[WHAT THIS TASK INVOLVES] Report the count of lines below that include "InTransitionStandbyToOn", without any other text.

Records drawn from a dataset
++++++

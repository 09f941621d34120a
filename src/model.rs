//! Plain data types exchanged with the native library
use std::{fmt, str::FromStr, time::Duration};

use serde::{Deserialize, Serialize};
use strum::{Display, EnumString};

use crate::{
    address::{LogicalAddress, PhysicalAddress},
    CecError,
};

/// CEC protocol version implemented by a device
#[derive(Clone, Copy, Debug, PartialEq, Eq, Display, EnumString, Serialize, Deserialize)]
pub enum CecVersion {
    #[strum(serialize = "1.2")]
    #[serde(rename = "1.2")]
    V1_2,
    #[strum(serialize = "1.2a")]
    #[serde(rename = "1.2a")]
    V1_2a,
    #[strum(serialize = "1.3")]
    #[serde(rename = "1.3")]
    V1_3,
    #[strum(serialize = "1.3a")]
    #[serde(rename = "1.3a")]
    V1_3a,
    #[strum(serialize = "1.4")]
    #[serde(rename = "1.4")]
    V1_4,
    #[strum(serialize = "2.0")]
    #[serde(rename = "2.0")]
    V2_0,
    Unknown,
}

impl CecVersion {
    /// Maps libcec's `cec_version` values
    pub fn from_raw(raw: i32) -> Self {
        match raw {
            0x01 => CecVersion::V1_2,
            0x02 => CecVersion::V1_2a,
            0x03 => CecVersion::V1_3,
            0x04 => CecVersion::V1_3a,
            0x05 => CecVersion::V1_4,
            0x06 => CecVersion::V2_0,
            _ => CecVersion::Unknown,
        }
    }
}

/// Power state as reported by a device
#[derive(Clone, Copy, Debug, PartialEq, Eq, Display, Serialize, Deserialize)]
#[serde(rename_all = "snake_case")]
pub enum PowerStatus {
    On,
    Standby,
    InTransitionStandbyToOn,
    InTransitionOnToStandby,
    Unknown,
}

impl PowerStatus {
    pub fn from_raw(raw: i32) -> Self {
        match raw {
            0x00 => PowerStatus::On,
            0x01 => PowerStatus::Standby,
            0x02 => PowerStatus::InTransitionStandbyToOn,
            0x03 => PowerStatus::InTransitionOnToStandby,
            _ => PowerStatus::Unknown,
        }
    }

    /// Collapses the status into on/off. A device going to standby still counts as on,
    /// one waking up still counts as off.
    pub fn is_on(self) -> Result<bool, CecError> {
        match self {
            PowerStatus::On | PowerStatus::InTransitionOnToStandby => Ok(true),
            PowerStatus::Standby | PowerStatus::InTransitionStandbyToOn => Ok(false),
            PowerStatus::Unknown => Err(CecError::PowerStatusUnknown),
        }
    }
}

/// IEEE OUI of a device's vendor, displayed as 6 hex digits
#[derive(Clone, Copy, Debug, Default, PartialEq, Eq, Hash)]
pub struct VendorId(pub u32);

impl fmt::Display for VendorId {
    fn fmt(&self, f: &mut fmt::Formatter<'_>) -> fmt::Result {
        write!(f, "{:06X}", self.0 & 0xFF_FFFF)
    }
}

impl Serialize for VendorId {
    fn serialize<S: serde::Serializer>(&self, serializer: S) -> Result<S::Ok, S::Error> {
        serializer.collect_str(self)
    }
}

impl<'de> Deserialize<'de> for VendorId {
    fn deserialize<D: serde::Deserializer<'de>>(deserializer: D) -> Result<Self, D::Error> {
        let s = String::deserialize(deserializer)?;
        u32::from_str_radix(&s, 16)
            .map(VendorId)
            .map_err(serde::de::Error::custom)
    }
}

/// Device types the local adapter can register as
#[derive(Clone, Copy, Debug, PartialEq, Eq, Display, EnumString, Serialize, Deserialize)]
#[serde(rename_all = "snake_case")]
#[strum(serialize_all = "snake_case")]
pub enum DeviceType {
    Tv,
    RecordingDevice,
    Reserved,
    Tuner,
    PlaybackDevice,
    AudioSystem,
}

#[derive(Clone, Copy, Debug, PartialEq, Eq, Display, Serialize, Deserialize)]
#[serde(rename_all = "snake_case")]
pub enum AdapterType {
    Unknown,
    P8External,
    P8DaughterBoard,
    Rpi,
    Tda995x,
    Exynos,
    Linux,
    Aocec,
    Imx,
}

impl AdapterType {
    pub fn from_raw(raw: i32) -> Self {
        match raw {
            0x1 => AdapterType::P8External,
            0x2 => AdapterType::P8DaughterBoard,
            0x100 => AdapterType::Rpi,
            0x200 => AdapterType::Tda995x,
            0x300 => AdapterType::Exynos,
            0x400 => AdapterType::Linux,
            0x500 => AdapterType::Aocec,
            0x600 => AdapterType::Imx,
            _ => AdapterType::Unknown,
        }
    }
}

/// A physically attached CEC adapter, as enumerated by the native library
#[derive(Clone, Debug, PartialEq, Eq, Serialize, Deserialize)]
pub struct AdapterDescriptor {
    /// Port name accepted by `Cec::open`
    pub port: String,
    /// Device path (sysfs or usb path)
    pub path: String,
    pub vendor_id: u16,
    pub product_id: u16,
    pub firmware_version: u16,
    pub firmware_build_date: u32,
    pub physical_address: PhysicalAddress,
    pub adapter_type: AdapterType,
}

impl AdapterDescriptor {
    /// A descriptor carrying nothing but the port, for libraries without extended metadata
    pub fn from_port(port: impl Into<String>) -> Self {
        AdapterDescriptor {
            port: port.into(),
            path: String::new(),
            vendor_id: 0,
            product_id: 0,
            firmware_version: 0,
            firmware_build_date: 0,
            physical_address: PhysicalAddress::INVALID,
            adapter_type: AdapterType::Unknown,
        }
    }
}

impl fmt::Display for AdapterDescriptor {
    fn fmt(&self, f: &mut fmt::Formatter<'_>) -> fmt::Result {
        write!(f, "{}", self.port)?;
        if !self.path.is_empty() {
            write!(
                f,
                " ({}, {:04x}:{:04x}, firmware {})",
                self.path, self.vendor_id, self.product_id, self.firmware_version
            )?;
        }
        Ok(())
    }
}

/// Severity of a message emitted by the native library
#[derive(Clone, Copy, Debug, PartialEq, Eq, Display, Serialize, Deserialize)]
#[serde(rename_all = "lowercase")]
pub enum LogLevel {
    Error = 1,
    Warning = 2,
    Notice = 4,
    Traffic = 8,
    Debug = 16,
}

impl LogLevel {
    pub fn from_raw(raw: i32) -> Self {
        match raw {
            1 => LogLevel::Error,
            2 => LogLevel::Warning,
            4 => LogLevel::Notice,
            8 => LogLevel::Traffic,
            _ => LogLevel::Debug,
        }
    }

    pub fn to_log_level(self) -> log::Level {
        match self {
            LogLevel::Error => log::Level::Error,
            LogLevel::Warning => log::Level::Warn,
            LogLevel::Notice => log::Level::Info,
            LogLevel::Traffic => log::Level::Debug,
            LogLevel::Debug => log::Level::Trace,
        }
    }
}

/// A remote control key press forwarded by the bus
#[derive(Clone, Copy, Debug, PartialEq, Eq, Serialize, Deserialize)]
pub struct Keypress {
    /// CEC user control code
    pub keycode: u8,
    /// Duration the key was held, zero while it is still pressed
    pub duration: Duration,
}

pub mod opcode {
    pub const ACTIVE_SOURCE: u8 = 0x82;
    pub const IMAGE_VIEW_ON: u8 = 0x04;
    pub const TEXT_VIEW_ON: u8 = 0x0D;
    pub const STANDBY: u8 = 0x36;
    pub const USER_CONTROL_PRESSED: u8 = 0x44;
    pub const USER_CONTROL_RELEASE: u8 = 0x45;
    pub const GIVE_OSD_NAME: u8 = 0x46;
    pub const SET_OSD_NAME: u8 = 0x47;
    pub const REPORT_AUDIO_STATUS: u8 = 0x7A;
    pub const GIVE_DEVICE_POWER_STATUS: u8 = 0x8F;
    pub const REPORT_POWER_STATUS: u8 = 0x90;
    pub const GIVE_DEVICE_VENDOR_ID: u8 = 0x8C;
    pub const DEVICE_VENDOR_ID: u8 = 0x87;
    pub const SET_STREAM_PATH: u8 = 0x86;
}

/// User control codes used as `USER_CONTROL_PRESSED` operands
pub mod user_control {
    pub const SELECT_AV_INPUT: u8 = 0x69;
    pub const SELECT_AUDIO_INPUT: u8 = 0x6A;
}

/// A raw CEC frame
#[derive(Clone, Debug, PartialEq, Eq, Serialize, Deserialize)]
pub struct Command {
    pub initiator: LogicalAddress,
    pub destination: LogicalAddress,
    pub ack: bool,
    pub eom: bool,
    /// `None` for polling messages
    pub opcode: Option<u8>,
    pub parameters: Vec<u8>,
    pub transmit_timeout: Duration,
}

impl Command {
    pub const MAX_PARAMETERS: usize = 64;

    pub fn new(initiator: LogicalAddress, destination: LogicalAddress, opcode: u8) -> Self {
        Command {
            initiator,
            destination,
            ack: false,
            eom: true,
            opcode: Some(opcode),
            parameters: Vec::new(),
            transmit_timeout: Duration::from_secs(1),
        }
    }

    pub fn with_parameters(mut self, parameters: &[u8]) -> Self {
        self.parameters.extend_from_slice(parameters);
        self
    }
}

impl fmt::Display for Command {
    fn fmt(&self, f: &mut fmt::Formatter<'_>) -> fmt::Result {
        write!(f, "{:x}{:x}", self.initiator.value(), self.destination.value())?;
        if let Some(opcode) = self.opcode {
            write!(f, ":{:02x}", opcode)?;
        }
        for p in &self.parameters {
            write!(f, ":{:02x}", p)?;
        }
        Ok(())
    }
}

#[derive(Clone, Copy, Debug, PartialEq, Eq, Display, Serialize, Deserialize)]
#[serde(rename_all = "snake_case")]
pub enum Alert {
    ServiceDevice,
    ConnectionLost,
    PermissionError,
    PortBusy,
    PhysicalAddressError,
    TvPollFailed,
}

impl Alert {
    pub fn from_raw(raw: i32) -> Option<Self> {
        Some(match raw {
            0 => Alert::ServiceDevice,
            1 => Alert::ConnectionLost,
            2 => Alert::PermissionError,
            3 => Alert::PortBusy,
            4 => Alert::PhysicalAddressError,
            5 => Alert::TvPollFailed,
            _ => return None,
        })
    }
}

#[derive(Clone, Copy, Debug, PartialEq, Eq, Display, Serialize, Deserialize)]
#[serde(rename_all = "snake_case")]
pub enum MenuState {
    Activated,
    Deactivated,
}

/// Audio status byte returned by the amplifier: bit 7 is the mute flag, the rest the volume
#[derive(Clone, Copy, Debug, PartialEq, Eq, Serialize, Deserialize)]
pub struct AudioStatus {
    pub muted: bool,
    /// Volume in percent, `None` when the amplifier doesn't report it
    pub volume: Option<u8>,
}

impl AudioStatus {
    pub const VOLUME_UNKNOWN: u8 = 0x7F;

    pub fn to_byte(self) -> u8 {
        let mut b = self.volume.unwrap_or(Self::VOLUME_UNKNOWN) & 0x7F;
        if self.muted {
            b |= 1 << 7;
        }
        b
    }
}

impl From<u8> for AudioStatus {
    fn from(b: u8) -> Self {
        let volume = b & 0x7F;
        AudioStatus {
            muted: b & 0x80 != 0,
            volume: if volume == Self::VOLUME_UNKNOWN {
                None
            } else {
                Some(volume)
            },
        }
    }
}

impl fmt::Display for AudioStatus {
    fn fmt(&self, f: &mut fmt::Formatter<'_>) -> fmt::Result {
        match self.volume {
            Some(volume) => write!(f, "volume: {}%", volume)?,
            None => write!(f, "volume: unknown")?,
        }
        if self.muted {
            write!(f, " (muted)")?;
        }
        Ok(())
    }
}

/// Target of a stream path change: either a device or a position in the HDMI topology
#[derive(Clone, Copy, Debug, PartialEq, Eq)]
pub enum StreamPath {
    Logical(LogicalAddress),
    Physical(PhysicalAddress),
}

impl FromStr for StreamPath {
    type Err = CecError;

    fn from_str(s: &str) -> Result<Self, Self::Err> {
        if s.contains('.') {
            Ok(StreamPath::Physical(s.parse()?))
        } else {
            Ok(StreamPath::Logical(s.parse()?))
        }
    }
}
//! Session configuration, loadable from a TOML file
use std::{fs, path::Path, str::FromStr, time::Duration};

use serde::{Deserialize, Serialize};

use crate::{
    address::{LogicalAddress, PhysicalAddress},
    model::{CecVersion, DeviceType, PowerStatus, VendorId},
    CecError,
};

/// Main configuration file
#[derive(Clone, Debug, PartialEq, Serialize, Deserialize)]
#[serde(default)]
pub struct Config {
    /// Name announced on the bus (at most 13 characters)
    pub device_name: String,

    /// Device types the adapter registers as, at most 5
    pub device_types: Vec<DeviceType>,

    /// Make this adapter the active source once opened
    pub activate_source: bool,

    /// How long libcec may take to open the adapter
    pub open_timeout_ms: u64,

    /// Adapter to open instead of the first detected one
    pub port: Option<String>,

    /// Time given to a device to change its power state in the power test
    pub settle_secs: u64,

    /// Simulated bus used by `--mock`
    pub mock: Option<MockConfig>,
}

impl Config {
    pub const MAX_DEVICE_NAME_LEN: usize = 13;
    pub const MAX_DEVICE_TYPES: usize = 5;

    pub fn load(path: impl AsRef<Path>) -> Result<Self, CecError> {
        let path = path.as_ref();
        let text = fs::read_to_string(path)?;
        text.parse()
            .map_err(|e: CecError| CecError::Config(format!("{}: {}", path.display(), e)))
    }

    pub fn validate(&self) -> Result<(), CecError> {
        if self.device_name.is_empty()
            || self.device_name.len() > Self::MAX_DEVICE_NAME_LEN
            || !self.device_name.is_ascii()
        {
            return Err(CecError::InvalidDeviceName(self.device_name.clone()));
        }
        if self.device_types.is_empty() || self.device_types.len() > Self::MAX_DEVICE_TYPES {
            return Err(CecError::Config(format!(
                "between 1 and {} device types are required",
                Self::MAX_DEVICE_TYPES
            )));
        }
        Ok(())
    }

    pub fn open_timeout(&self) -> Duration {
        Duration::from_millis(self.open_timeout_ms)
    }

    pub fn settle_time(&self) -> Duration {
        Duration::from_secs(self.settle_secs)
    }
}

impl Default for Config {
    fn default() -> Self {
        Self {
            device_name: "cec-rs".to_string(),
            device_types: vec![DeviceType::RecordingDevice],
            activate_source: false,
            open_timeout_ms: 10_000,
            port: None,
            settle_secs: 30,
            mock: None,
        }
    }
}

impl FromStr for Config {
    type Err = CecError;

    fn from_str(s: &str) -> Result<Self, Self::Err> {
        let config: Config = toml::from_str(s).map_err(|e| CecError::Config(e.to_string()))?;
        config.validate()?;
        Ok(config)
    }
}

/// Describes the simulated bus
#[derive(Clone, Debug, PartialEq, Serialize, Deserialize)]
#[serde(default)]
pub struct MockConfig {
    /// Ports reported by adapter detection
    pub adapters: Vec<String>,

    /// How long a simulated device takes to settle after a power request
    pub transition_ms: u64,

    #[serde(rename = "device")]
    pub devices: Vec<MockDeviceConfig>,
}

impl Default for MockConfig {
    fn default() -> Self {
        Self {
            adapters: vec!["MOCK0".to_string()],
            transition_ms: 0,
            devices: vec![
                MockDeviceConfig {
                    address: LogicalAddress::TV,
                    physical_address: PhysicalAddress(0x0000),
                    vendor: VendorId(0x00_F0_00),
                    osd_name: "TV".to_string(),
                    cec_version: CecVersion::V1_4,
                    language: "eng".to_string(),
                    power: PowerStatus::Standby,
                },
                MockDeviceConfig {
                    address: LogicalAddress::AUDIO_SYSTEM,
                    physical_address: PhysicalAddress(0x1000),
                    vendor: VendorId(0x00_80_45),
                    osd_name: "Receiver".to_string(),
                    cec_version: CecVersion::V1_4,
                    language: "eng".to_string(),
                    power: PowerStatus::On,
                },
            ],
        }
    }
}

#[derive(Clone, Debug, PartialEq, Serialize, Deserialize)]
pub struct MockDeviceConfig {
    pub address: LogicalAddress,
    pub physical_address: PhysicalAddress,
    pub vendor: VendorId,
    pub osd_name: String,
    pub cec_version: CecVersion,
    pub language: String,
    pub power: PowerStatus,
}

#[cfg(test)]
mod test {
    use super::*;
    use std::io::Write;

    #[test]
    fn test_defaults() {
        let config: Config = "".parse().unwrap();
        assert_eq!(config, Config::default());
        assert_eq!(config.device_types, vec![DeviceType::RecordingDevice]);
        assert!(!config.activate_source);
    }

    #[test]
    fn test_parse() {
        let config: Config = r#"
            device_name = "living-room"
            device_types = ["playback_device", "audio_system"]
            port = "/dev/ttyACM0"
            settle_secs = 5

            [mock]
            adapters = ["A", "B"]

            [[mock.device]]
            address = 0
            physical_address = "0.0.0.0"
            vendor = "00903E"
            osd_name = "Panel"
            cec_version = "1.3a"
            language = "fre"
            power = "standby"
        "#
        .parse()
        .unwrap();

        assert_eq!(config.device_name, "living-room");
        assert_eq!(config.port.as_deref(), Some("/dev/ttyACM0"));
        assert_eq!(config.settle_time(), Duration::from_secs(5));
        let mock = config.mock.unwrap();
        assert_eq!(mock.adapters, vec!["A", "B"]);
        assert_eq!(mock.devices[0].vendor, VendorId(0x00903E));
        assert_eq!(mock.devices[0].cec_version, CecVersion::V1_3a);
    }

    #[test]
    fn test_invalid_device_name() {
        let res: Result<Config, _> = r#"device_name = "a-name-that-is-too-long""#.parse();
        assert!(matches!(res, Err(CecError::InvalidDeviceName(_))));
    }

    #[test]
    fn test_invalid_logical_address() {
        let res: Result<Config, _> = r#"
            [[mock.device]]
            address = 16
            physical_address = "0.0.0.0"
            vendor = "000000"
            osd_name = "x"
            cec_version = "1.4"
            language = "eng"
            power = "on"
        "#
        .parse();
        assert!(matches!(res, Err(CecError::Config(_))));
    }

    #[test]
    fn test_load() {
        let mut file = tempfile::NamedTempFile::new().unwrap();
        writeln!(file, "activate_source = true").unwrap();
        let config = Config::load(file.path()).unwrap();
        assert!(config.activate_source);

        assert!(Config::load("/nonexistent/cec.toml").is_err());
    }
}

++++++

[RESULT OF THE TASK] 3